The journey doesn't make it into my top 5 all'time worst bus trips list. That list is dominated by north Indian buses in 2003. Peter and Gergely, if they are reading, will know what I mean. However, at times the bus's "entertainment" did threaten to push it up into the hall of fame of worst bus journeys. There were Spanish-dubbed DVDs: Rush Hour 3 (astonishingly, the second time I have half-watched this on a bus in the past two weeks), I Now Pronounce You Chuck and Larry (few laughs in English, very few laughs in Spanish), and Die Hard 4.0 (I was asleep). Throughout all these movies and all night long the driver played his music at the front of the bus. It ranged from Latin pop, to salsa, to merengue, to vallenato, to Latin rock. I didn't enjoy this - particularly at 3am when all I had brought with me on the bus in terms of music was The Stroke's Is This It? (I listened to it approximately 5 times). What I appreciated even less, though, was the bunch of Colombians near the back of the bus who had brought their own instruments and spent most of the journey looking for any excuse to start playing and singing. They played an impromptu concert at first light at 5.30am - over the sound of the driver's tunes. I was not amused.

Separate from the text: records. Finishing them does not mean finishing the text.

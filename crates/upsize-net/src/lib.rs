//! HTTP implementation of the remote upscaling service contract.
//!
//! Three endpoints, matching the reference deployment:
//!
//! - `POST {base}/upload`: multipart form (`image` file part plus
//!   `client_id`, `scale`, `face_enhance` text fields) starting a job;
//!   the response carries no job handle.
//! - `GET {base}/list/{client_id}`: JSON job listing with `pending`,
//!   `completed`, and `failed` arrays.
//! - `GET <result url>`: raw image bytes of a completed job.
//!
//! Every transport failure, non-success status, and malformed payload
//! maps to [`UpscaleError::Upstream`]; this crate introduces no error
//! kinds of its own.

use async_trait::async_trait;
use tracing::debug;

use upsize_core::{JobListing, UpscaleError, UpscaleService};

/// Base URL of the reference deployment.
pub const DEFAULT_BASE_URL: &str = "https://api.image-upscaling.net";

/// Remote upscaling service reached over HTTP.
#[derive(Debug, Clone)]
pub struct HttpUpscaleService {
    client: reqwest::Client,
    base_url: String,
}

impl HttpUpscaleService {
    /// Client for the reference deployment.
    #[must_use]
    pub fn new() -> Self {
        Self::with_base_url(DEFAULT_BASE_URL)
    }

    /// Client for a different deployment of the same API.
    ///
    /// A trailing slash on `base_url` is tolerated.
    #[must_use]
    pub fn with_base_url(base_url: impl Into<String>) -> Self {
        let mut base_url = base_url.into();
        while base_url.ends_with('/') {
            base_url.pop();
        }
        Self {
            client: reqwest::Client::new(),
            base_url,
        }
    }

    /// The configured base URL, without a trailing slash.
    #[must_use]
    pub fn base_url(&self) -> &str {
        &self.base_url
    }

    fn upload_url(&self) -> String {
        format!("{}/upload", self.base_url)
    }

    fn list_url(&self, client_id: &str) -> String {
        format!("{}/list/{client_id}", self.base_url)
    }
}

impl Default for HttpUpscaleService {
    fn default() -> Self {
        Self::new()
    }
}

/// Collapse a reqwest failure into the orchestrator's upstream kind.
fn upstream(error: reqwest::Error) -> UpscaleError {
    UpscaleError::Upstream(error.to_string())
}

#[async_trait]
impl UpscaleService for HttpUpscaleService {
    async fn submit(
        &self,
        image: &[u8],
        file_name: &str,
        client_id: &str,
        scale: u32,
        face_enhance: bool,
    ) -> Result<(), UpscaleError> {
        let form = reqwest::multipart::Form::new()
            .text("client_id", client_id.to_owned())
            .text("scale", scale.to_string())
            .text("face_enhance", face_enhance.to_string())
            .part(
                "image",
                reqwest::multipart::Part::bytes(image.to_vec()).file_name(file_name.to_owned()),
            );
        self.client
            .post(self.upload_url())
            .multipart(form)
            .send()
            .await
            .map_err(upstream)?
            .error_for_status()
            .map_err(upstream)?;
        debug!(client_id, scale, face_enhance, "job submitted");
        Ok(())
    }

    async fn list_jobs(&self, client_id: &str) -> Result<JobListing, UpscaleError> {
        let listing = self
            .client
            .get(self.list_url(client_id))
            .send()
            .await
            .map_err(upstream)?
            .error_for_status()
            .map_err(upstream)?
            .json::<JobListing>()
            .await
            .map_err(upstream)?;
        debug!(
            client_id,
            pending = listing.pending.len(),
            completed = listing.completed.len(),
            "job listing fetched",
        );
        Ok(listing)
    }

    async fn download(&self, url: &str) -> Result<Vec<u8>, UpscaleError> {
        let bytes = self
            .client
            .get(url)
            .send()
            .await
            .map_err(upstream)?
            .error_for_status()
            .map_err(upstream)?
            .bytes()
            .await
            .map_err(upstream)?;
        debug!(url, len = bytes.len(), "result downloaded");
        Ok(bytes.to_vec())
    }
}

It reminded me of a line I read in the Lonely Planet last week:

How do you spell "life" in South America? M-u-s-i-c. Without it, life would grind to a halt.

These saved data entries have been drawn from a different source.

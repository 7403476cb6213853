//! Shared types for the upsize orchestration core.

use std::path::PathBuf;

use serde::{Deserialize, Serialize};

/// Image dimensions in pixels.
#[derive(Debug, Clone, Copy, PartialEq, Eq, Serialize, Deserialize)]
pub struct Dimensions {
    /// Width in pixels.
    pub width: u32,
    /// Height in pixels.
    pub height: u32,
}

impl Dimensions {
    /// Create dimensions from a width/height pair.
    #[must_use]
    pub const fn new(width: u32, height: u32) -> Self {
        Self { width, height }
    }
}

/// The upscaling plan derived once per run, immutable after computation.
///
/// `step_count` is the smallest number of sequential fixed-factor
/// magnification calls that covers `scale_factor`. A `step_count` of
/// zero means the source already meets or exceeds the target scale and
/// only the final resize is needed.
#[derive(Debug, Clone, Copy, PartialEq, Serialize, Deserialize)]
pub struct UpscalePlan {
    /// Source image dimensions in pixels.
    pub source: Dimensions,
    /// Target dimensions in pixels.
    pub target: Dimensions,
    /// `max(target.width / source.width, target.height / source.height)`.
    pub scale_factor: f64,
    /// Number of sequential remote magnification passes required.
    pub step_count: u32,
}

/// One successfully completed remote magnification pass.
#[derive(Debug, Clone, PartialEq, Eq)]
pub struct PassResult {
    /// One-based index of this pass within the run.
    pub pass_index: u32,
    /// The image fed into this pass.
    pub input: PathBuf,
    /// The downloaded result, which becomes the next pass's input.
    pub output: PathBuf,
}

/// Terminal output of a successful run: the final image resized to
/// exact target dimensions and stamped with the configured DPI.
#[derive(Debug, Clone, PartialEq, Eq)]
pub struct FinalArtifact {
    /// Where the final JPEG was written.
    pub path: PathBuf,
    /// Exact pixel dimensions of the final image.
    pub dimensions: Dimensions,
    /// Dots-per-inch density stamped into the file's metadata.
    pub dpi: u16,
}

/// Errors that can occur during an upscale run.
///
/// Every variant is fatal to the current run; nothing is retried
/// automatically. The caller may re-invoke the orchestrator, supplying
/// the last successfully produced intermediate as the new input to
/// resume from there.
#[derive(Debug, thiserror::Error)]
pub enum UpscaleError {
    /// The poll budget expired with no completed remote job.
    #[error("no completed job appeared after {attempts} polls")]
    Timeout {
        /// How many listing polls were performed before giving up.
        attempts: u32,
    },

    /// The remote service returned a non-success response or malformed
    /// completed-item data.
    #[error("upstream service error: {0}")]
    Upstream(String),

    /// Local read/write failure for input, intermediate, or final files.
    #[error("i/o error: {0}")]
    Io(#[from] std::io::Error),

    /// Failed to decode or re-encode an input or intermediate image.
    #[error("image processing error: {0}")]
    Image(#[from] image::ImageError),

    /// Plan inputs were invalid (zero source dimension, factor <= 1).
    #[error("invalid upscale plan: {0}")]
    InvalidPlan(String),

    /// Our own JPEG encode produced a stream the DPI stamper cannot
    /// recognize.
    #[error("malformed JPEG stream: {0}")]
    InvalidJpeg(&'static str),
}
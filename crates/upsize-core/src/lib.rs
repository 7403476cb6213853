//! upsize-core: multi-pass upscale orchestration.
//!
//! Drives a remote fixed-factor image-upscaling service to reach an
//! arbitrary target pixel size:
//!
//! 1. Assign (or recall) a stable client identifier for the image
//! 2. Plan how many fixed-factor passes the target requires
//! 3. For each pass: submit, poll the job listing, download the result
//! 4. Resample the last result to exact target dimensions and stamp
//!    the requested DPI into the final JPEG
//!
//! This crate owns all control flow and failure handling but speaks to
//! the remote service only through the [`UpscaleService`] trait;
//! `upsize-net` provides the HTTP implementation.

pub mod config;
pub mod executor;
pub mod identity;
pub mod orchestrator;
pub mod plan;
pub mod progress;
pub mod resize;
pub mod service;
pub mod types;

pub use config::UpscaleConfig;
pub use executor::PassRunner;
pub use identity::{FileIdentityMap, IdentityMap, MemoryIdentityMap};
pub use orchestrator::{Orchestrator, upscale_to_target};
pub use progress::{NoProgress, ProgressObserver};
pub use resize::ResizeFilter;
pub use service::{CompletedJob, JobListing, UpscaleService};
pub use types::{Dimensions, FinalArtifact, PassResult, UpscaleError, UpscalePlan};
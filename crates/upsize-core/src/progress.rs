//! Advisory progress reporting for UI shells.
//!
//! The orchestrator emits two kinds of events: the computed plan (once,
//! before any remote work) and per-pass completion. Observers carry no
//! control-flow significance: a panicking or slow observer is the
//! embedder's problem, and the default observer does nothing.

use crate::types::UpscalePlan;

/// Receives advisory progress events from the orchestrator.
pub trait ProgressObserver {
    /// The plan was computed; no remote work has started yet.
    fn plan_ready(&self, _plan: &UpscalePlan) {}

    /// Pass `pass` of `total` finished successfully.
    fn pass_completed(&self, _pass: u32, _total: u32) {}
}

/// The default observer: ignores every event.
#[derive(Debug, Clone, Copy, Default)]
pub struct NoProgress;

impl ProgressObserver for NoProgress {}
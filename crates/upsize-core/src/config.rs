//! Run configuration for the upscale orchestrator.

use std::path::PathBuf;
use std::time::Duration;

use serde::{Deserialize, Serialize};

use crate::resize::ResizeFilter;

/// Serde support for `std::time::Duration` as fractional seconds.
mod duration_serde {
    use std::time::Duration;

    use serde::{Deserialize, Deserializer, Serialize, Serializer};

    /// Serialize a `Duration` as fractional seconds (`f64`).
    pub fn serialize<S: Serializer>(duration: &Duration, serializer: S) -> Result<S::Ok, S::Error> {
        duration.as_secs_f64().serialize(serializer)
    }

    /// Deserialize a `Duration` from fractional seconds (`f64`).
    pub fn deserialize<'de, D: Deserializer<'de>>(deserializer: D) -> Result<Duration, D::Error> {
        let secs = f64::deserialize(deserializer)?;
        Duration::try_from_secs_f64(secs).map_err(|_| {
            serde::de::Error::custom(
                "duration seconds must be finite, non-negative, and representable as a Duration",
            )
        })
    }
}

/// Configuration for one upscale run.
///
/// All parameters default to the reference deployment's values: a 4x
/// per-call factor, polled every 10 seconds for at most 60 attempts
/// (a 10-minute ceiling per pass).
#[derive(Debug, Clone, PartialEq, Serialize, Deserialize)]
pub struct UpscaleConfig {
    /// Fixed magnification factor the remote service applies per call.
    pub per_call_factor: u32,

    /// Time to wait between job-listing polls.
    #[serde(with = "duration_serde")]
    pub poll_interval: Duration,

    /// Listing polls attempted before a pass fails with a timeout.
    pub max_poll_attempts: u32,

    /// Whether to ask the remote service for face enhancement.
    pub face_enhance: bool,

    /// Resampling filter for the final resize to target dimensions.
    pub resize_filter: ResizeFilter,

    /// JPEG quality (1-100) for the final encoded artifact.
    pub jpeg_quality: u8,

    /// Directory where per-pass intermediates and the final artifact
    /// are written.
    pub work_dir: PathBuf,
}

impl UpscaleConfig {
    /// Default remote per-call magnification factor.
    pub const DEFAULT_PER_CALL_FACTOR: u32 = 4;

    /// Default seconds between job-listing polls.
    pub const DEFAULT_POLL_INTERVAL_SECS: u64 = 10;

    /// Default number of listing polls before a pass times out.
    pub const DEFAULT_MAX_POLL_ATTEMPTS: u32 = 60;

    /// Default JPEG quality for the final artifact.
    pub const DEFAULT_JPEG_QUALITY: u8 = 90;

    /// Default resampling filter for the final resize.
    pub const DEFAULT_RESIZE_FILTER: ResizeFilter = ResizeFilter::Lanczos3;
}

impl Default for UpscaleConfig {
    fn default() -> Self {
        Self {
            per_call_factor: Self::DEFAULT_PER_CALL_FACTOR,
            poll_interval: Duration::from_secs(Self::DEFAULT_POLL_INTERVAL_SECS),
            max_poll_attempts: Self::DEFAULT_MAX_POLL_ATTEMPTS,
            face_enhance: false,
            resize_filter: Self::DEFAULT_RESIZE_FILTER,
            jpeg_quality: Self::DEFAULT_JPEG_QUALITY,
            work_dir: PathBuf::from("."),
        }
    }
}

To which my immediate thought was: How do you spell lazy, stupid cliché...?

Anyway, what did I think of to take my mind off the constant blairing away of "South American life"? The old continent. E-u-r-o-p-e.

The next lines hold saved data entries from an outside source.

//! One magnification pass: submit, poll until completion, download.
//!
//! The remote service offers no per-submission handle, so completion is
//! discovered by polling the client's job listing. The first poll that
//! reports any completed entry wins, and the *last* completed entry's
//! URL is taken, with no token correlating it with this
//! submission. A stale completed job left over from an earlier run
//! under the same client identifier would be picked up instead; the
//! single-user, one-job-at-a-time usage model is what keeps this sound.

use std::path::Path;

use tracing::{debug, info};

use crate::config::UpscaleConfig;
use crate::service::UpscaleService;
use crate::types::{PassResult, UpscaleError};

/// Runs magnification passes for one image against one client identity.
///
/// Holds everything that is constant across the passes of a run; call
/// [`run`](Self::run) once per pass, feeding each pass's output as the
/// next pass's input.
pub struct PassRunner<'a, S: UpscaleService + ?Sized> {
    service: &'a S,
    config: &'a UpscaleConfig,
    client_id: &'a str,
    file_name: &'a str,
}

impl<'a, S: UpscaleService + ?Sized> PassRunner<'a, S> {
    /// Create a runner for one image's passes.
    #[must_use]
    pub const fn new(
        service: &'a S,
        config: &'a UpscaleConfig,
        client_id: &'a str,
        file_name: &'a str,
    ) -> Self {
        Self {
            service,
            config,
            client_id,
            file_name,
        }
    }

    /// Execute one full submit → poll → download cycle.
    ///
    /// The result is written to `upscaled_<pass_index>_<file_name>`
    /// inside the configured work directory.
    ///
    /// # Errors
    ///
    /// Returns [`UpscaleError::Timeout`] if no completed job appears
    /// within the poll budget (no download is attempted in that case),
    /// [`UpscaleError::Upstream`] if submission, listing, or download
    /// fails remotely, and [`UpscaleError::Io`] for local file errors.
    pub async fn run(&self, pass_index: u32, input: &Path) -> Result<PassResult, UpscaleError> {
        let image = tokio::fs::read(input).await?;
        self.service
            .submit(
                &image,
                self.file_name,
                self.client_id,
                self.config.per_call_factor,
                self.config.face_enhance,
            )
            .await?;
        info!(
            pass = pass_index,
            scale = self.config.per_call_factor,
            "submitted magnification job",
        );

        let url = self.poll_for_result().await?;
        debug!(pass = pass_index, %url, "result ready");

        let result = self.service.download(&url).await?;
        let output = self
            .config
            .work_dir
            .join(format!("upscaled_{pass_index}_{}", self.file_name));
        tokio::fs::write(&output, &result).await?;
        info!(pass = pass_index, output = %output.display(), "pass complete");

        Ok(PassResult {
            pass_index,
            input: input.to_path_buf(),
            output,
        })
    }

    /// Poll the job listing until a completed entry appears, returning
    /// its result URL.
    async fn poll_for_result(&self) -> Result<String, UpscaleError> {
        for attempt in 1..=self.config.max_poll_attempts {
            let listing = self.service.list_jobs(self.client_id).await?;
            debug!(
                attempt,
                max = self.config.max_poll_attempts,
                completed = listing.completed.len(),
                "polled job listing",
            );
            if let Some(done) = listing.completed.last() {
                return Ok(done.url().to_owned());
            }
            if attempt < self.config.max_poll_attempts {
                tokio::time::sleep(self.config.poll_interval).await;
            }
        }
        Err(UpscaleError::Timeout {
            attempts: self.config.max_poll_attempts,
        })
    }
}

#[cfg(test)]
#[allow(clippy::unwrap_used)]
mod tests {
    use std::collections::VecDeque;
    use std::sync::Mutex;
    use std::time::Duration;

    use async_trait::async_trait;

    use super::*;
    use crate::service::{CompletedJob, JobListing};

    /// Service double that pops one scripted listing per poll and
    /// records every call.
    #[derive(Default)]
    struct ScriptedService {
        listings: Mutex<VecDeque<JobListing>>,
        submissions: Mutex<Vec<(String, String, u32, bool)>>,
        downloads: Mutex<Vec<String>>,
        payload: Vec<u8>,
    }

    impl ScriptedService {
        fn with_listings(listings: Vec<JobListing>, payload: Vec<u8>) -> Self {
            Self {
                listings: Mutex::new(listings.into()),
                payload,
                ..Self::default()
            }
        }

        fn remaining_listings(&self) -> usize {
            self.listings.lock().unwrap().len()
        }
    }

    #[async_trait]
    impl UpscaleService for ScriptedService {
        async fn submit(
            &self,
            _image: &[u8],
            file_name: &str,
            client_id: &str,
            scale: u32,
            face_enhance: bool,
        ) -> Result<(), UpscaleError> {
            self.submissions.lock().unwrap().push((
                file_name.to_owned(),
                client_id.to_owned(),
                scale,
                face_enhance,
            ));
            Ok(())
        }

        async fn list_jobs(&self, _client_id: &str) -> Result<JobListing, UpscaleError> {
            Ok(self
                .listings
                .lock()
                .unwrap()
                .pop_front()
                .unwrap_or_default())
        }

        async fn download(&self, url: &str) -> Result<Vec<u8>, UpscaleError> {
            self.downloads.lock().unwrap().push(url.to_owned());
            Ok(self.payload.clone())
        }
    }

    fn fast_config(work_dir: &Path, max_poll_attempts: u32) -> UpscaleConfig {
        UpscaleConfig {
            poll_interval: Duration::ZERO,
            max_poll_attempts,
            work_dir: work_dir.to_path_buf(),
            ..UpscaleConfig::default()
        }
    }

    fn completed(url: &str) -> JobListing {
        JobListing {
            completed: vec![CompletedJob::Url(url.to_owned())],
            ..JobListing::default()
        }
    }

    #[tokio::test]
    async fn pass_downloads_result_and_writes_output() {
        let dir = tempfile::tempdir().unwrap();
        let input = dir.path().join("cat.png");
        tokio::fs::write(&input, b"source bytes").await.unwrap();

        let service = ScriptedService::with_listings(
            vec![completed("https://cdn.example/out.png")],
            b"magnified bytes".to_vec(),
        );
        let config = fast_config(dir.path(), 5);
        let runner = PassRunner::new(&service, &config, "cafe0000cafe0000cafe0000cafe0000", "cat.png");

        let result = runner.run(1, &input).await.unwrap();

        assert_eq!(result.pass_index, 1);
        assert_eq!(result.input, input);
        assert_eq!(result.output, dir.path().join("upscaled_1_cat.png"));
        let written = tokio::fs::read(&result.output).await.unwrap();
        assert_eq!(written, b"magnified bytes");

        let submissions = service.submissions.lock().unwrap();
        assert_eq!(
            submissions.as_slice(),
            &[(
                "cat.png".to_owned(),
                "cafe0000cafe0000cafe0000cafe0000".to_owned(),
                4,
                false,
            )],
        );
        assert_eq!(
            service.downloads.lock().unwrap().as_slice(),
            &["https://cdn.example/out.png".to_owned()],
        );
    }

    #[tokio::test]
    async fn last_completed_entry_wins() {
        let dir = tempfile::tempdir().unwrap();
        let input = dir.path().join("cat.png");
        tokio::fs::write(&input, b"source").await.unwrap();

        let listing = JobListing {
            completed: vec![
                CompletedJob::Url("https://cdn.example/stale.png".to_owned()),
                CompletedJob::Record {
                    url: "https://cdn.example/fresh.png".to_owned(),
                },
            ],
            ..JobListing::default()
        };
        let service = ScriptedService::with_listings(vec![listing], vec![1, 2, 3]);
        let config = fast_config(dir.path(), 5);
        let runner = PassRunner::new(&service, &config, "cafe0000cafe0000cafe0000cafe0000", "cat.png");

        runner.run(1, &input).await.unwrap();

        assert_eq!(
            service.downloads.lock().unwrap().as_slice(),
            &["https://cdn.example/fresh.png".to_owned()],
        );
    }

    #[tokio::test]
    async fn keeps_polling_until_a_completion_appears() {
        let dir = tempfile::tempdir().unwrap();
        let input = dir.path().join("cat.png");
        tokio::fs::write(&input, b"source").await.unwrap();

        let service = ScriptedService::with_listings(
            vec![
                JobListing::default(),
                JobListing::default(),
                completed("https://cdn.example/out.png"),
            ],
            vec![0xFF],
        );
        let config = fast_config(dir.path(), 10);
        let runner = PassRunner::new(&service, &config, "cafe0000cafe0000cafe0000cafe0000", "cat.png");

        let result = runner.run(2, &input).await.unwrap();

        assert_eq!(result.output, dir.path().join("upscaled_2_cat.png"));
        assert_eq!(service.remaining_listings(), 0, "all scripted listings consumed");
    }

    #[tokio::test]
    async fn exhausted_poll_budget_times_out_without_download() {
        let dir = tempfile::tempdir().unwrap();
        let input = dir.path().join("cat.png");
        tokio::fs::write(&input, b"source").await.unwrap();

        // No listing ever reports a completion.
        let service = ScriptedService::with_listings(Vec::new(), Vec::new());
        let config = fast_config(dir.path(), 3);
        let runner = PassRunner::new(&service, &config, "cafe0000cafe0000cafe0000cafe0000", "cat.png");

        let result = runner.run(1, &input).await;

        assert!(matches!(result, Err(UpscaleError::Timeout { attempts: 3 })));
        assert!(service.downloads.lock().unwrap().is_empty());
        assert!(!dir.path().join("upscaled_1_cat.png").exists());
    }

    #[tokio::test]
    async fn missing_input_file_is_an_io_error() {
        let dir = tempfile::tempdir().unwrap();
        let service = ScriptedService::default();
        let config = fast_config(dir.path(), 3);
        let runner = PassRunner::new(&service, &config, "cafe0000cafe0000cafe0000cafe0000", "cat.png");

        let result = runner.run(1, &dir.path().join("nope.png")).await;

        assert!(matches!(result, Err(UpscaleError::Io(_))));
        assert!(service.submissions.lock().unwrap().is_empty());
    }
}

I thought a little of winter Saturday mornings in London and Edinburgh. (Something I have consciously missed in recent weeks. Bacon sandwiches; grey skies; long coats; Saturday Guardian or Sun; the Premier League, the FA Cup or even the Six Nations on the TV.) But for some reason, on that bus journey up into the Colombian mountains, I thought mostly of other parts of the old world that exist in my memory. September in Vienna. April in Hamburg. February in Turin. Summer in Budapest. A late August morning in Munich. Autumn in Warsaw. June in Paris, and November in Paris, and January in Paris.

I don't know why this was in my head. Maybe it was partly because I was finishing off Vassily Grossman's Life and Fate. But mainly my theory is that - 86 days away from home - I'm not exactly homesick but I would enjoy something a bit nearer to home. Streets that don't smell of sewage or trash (Santa Marta and Getsemani, Cartagena - stand up). Reliable pavements. Reliable pastries ("Oh that looks nice and sweet. It'll go perfectly with a cup of coffee! ... Oh, it's full of cheese, you say. And that's salt, not sugar, on the top. Never mind.") Good food. (Something I have been severly disappointed by since Mexico. Apparently it won't get better until Argentina. Hard times.) And some European weather.

So I am loving what I have seen of Bogotá so far. Driving into the centre from the north and west it actually looks like Eastern Europe! I never thought I'd be so pleased to see concrete tower blocks and grey and red pavements.

And the cold. How I love the cold. Last night I was wearing a T-shirt, sweater and scarf just sitting in the hostel (having my first proper English conversation in a good week and a half too. Home comforts.) I went to bed under two blankets and a sheet, inside my sleeping bag, wearing a T-shirt and boxers and slept like a baby after my musical mystery tour from Cartagena. Admittedly, my first hot shower in over a month this morning was a 90-second let-down, but after a long time without experiencing anything below 25 degrees centigrade, the weather here is great.

It's a lovely, grey, chilly Sunday; I've already managed to get hold of a bowl of cornflakes and I'm wearing my jacket. Time to stop blogging and go explore my "home" of the next few days.

1 comment:

Richard Smith said...

You'll remember that bus journey all your life, and once you've experienced that degree of discomfort you'll be fine with most of what Europe can throw at you. At least that's the benefit I've experienced from 40 hours in a corridor in a train across Turkey in 1973.